In a review of 1337 patients undergoing repair of coarctation in infancy, the following findings were reported [27] :

  • Subclavian flap aortoplasty was performed in 763 patients (57%). Resection in end-to-end anastomosis was used in 406 patients (30%), and patch aortoplasty was used in 133 patients (9.9%). In addition, 20 patients underwent placement of an interposition graft or bypass graft.

  • In the series, the mortality risk was highest in neonates in whom surgery was performed during the first week of life, whereas only 8 of 279 infants aged 3 months to 1 year who underwent surgery died. Mortality associated with surgery was also higher in smaller infants, particularly in infants who weighed less than 3 kg and infants with associated cardiac anomalies.

  • The presence of a ventricular septal defect (VSD) with or without minor associated anomalies increased the risk of death from 0.9% (no anomalies) to 6.8% (with VSD). Complex associated anomalies, such as a single ventricle or transposition of the great arteries, greatly increased the mortality rate to 16.6%. Similarly, the surgical mortality rate in neonates who required surgery early was high at 45%. Urgent surgery may be required if the patent ductus arteriosus cannot be opened and the patient continues to have poor urine output and acidosis.

In the presence of a hemodynamically significant VSD, historically, placement of a pulmonary artery band was performed to limit pulmonary blood flow at the time of left thoracotomy for coarctation repair. Current surgical approach uses a single-stage repair of the coarctation and VSD, usually through a sternotomy, even in the small neonate.

In severe transverse arch hypoplasia that results in significant residual obstruction following coarctation repair, an ascending-to-descending aortic conduit may be placed. This is usually a less favorable approach because the patient may be obligated to undergo subsequent surgeries for conduit replacement.

In most centers, associated defects may be addressed at the time of surgery for coarctation by proceeding with a median sternotomy to repair lesions such as mitral stenosis or subaortic obstruction or to accomplish left ventricular (LV) outflow tract enlargement. Occasionally, the adequacy of the LV volume is called into question, and the patient may require a modified Norwood repair. Decision making about this issue is addressed in Hypoplastic Left Heart Syndrome.
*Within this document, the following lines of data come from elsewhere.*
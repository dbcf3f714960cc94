//! Mahalanobis distance between covariate vectors

use crate::algorithm::matching::covariance::InverseCovariance;

/// Squared Mahalanobis distance, `(x−y)ᵀ Σ⁻¹ (x−y)`
///
/// `diff` is scratch space of length k, reused across calls to avoid an
/// allocation per evaluation. `x` and `y` must have length k as well.
#[inline]
pub fn mahalanobis_squared(
    x: &[f64],
    y: &[f64],
    inv_cov: &InverseCovariance,
    diff: &mut [f64],
) -> f64 {
    debug_assert_eq!(x.len(), diff.len());
    debug_assert_eq!(y.len(), diff.len());
    for ((d, a), b) in diff.iter_mut().zip(x).zip(y) {
        *d = a - b;
    }
    // Rounding can push a zero form slightly negative
    inv_cov.quadratic_form(diff).max(0.0)
}

/// Mahalanobis distance, `sqrt((x−y)ᵀ Σ⁻¹ (x−y))`
///
/// # Panics
/// Panics if `x` or `y` does not have one value per covariate of `inv_cov`.
#[must_use]
pub fn mahalanobis(x: &[f64], y: &[f64], inv_cov: &InverseCovariance) -> f64 {
    let k = inv_cov.dimension();
    assert!(
        x.len() == k && y.len() == k,
        "expected {k} covariates, got {} and {}",
        x.len(),
        y.len()
    );
    let mut diff = vec![0.0; k];
    mahalanobis_squared(x, y, inv_cov, &mut diff).sqrt()
}
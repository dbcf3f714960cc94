//! CSV input
//!
//! Reads a headed CSV file into Arrow record batches, inferring column types
//! from the file contents.

use std::io::{BufReader, Seek};
use std::path::Path;
use std::sync::Arc;

use arrow::csv::ReaderBuilder;
use arrow::csv::reader::Format;
use arrow::record_batch::RecordBatch;
use arrow_schema::SchemaRef;

use crate::error::util::{safe_open_file, with_load_context};
use crate::error::Result;

/// Read every batch of a CSV file with a header row
///
/// # Arguments
/// * `path` - CSV file to read
/// * `batch_size` - Rows per batch
///
/// # Returns
/// The inferred schema and the batches read from the file
pub fn read_csv(path: &Path, batch_size: usize) -> Result<(SchemaRef, Vec<RecordBatch>)> {
    let file = safe_open_file(path, "population input")?;
    let mut reader = BufReader::new(file);

    let format = Format::default().with_header(true);
    let (schema, _) = with_load_context(format.infer_schema(&mut reader, None), path)?;
    let schema = Arc::new(schema);

    reader.rewind()?;

    let csv_reader = with_load_context(
        ReaderBuilder::new(Arc::clone(&schema))
            .with_format(format)
            .with_batch_size(batch_size)
            .build(reader),
        path,
    )?;

    let batches = with_load_context(csv_reader.collect::<std::result::Result<Vec<_>, _>>(), path)?;

    Ok((schema, batches))
}
use std::time::Duration;

use funnelbot_core::config::DatabaseConfig;
use sqlx::sqlite::SqlitePoolOptions;

pub type DbPool = sqlx::SqlitePool;

pub async fn connect(config: &DatabaseConfig) -> Result<DbPool, sqlx::Error> {
    connect_with_settings(&config.url, config.max_connections, config.timeout_secs).await
}

pub async fn connect_with_settings(
    database_url: &str,
    max_connections: u32,
    timeout_secs: u64,
) -> Result<DbPool, sqlx::Error> {
    SqlitePoolOptions::new()
        .max_connections(max_connections.max(1))
        .acquire_timeout(Duration::from_secs(timeout_secs.max(1)))
        .after_connect(|conn, _meta| {
            Box::pin(async move {
                sqlx::query("PRAGMA foreign_keys = ON").execute(&mut *conn).await?;
                sqlx::query("PRAGMA journal_mode = WAL").execute(&mut *conn).await?;
                sqlx::query("PRAGMA busy_timeout = 5000").execute(&mut *conn).await?;
                Ok(())
            })
        })
        .connect(database_url)
        .await
}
However, note that hypoplasia of the left heart structures, particularly the LV, associated with isolated CoA usually improves following relief of aortic obstruction. [43]

Repair of coarctation in the asymptomatic child or adolescent is usually undertaken on an elective basis after assessment of associated anomalies and appropriate preoperative evaluation. The timing of intervention in the otherwise asymptomatic patient has been debated. The rationale for delaying surgery until age 3-5 years has been based on the size of the aorta in childhood relative to the anticipated adult size. Because significant obstruction occurs when the diameter of the aorta is reduced by 50% or more, delaying surgery until age 3-5 years allows the aorta to be larger than half the anticipated adult size at operation, theoretically reducing the risk of significant residual obstruction in the event that the surgical repair site does not grow over time. However, issues of hypertension, progressive LV hypertrophy, or LV dysfunction mandate earlier repair.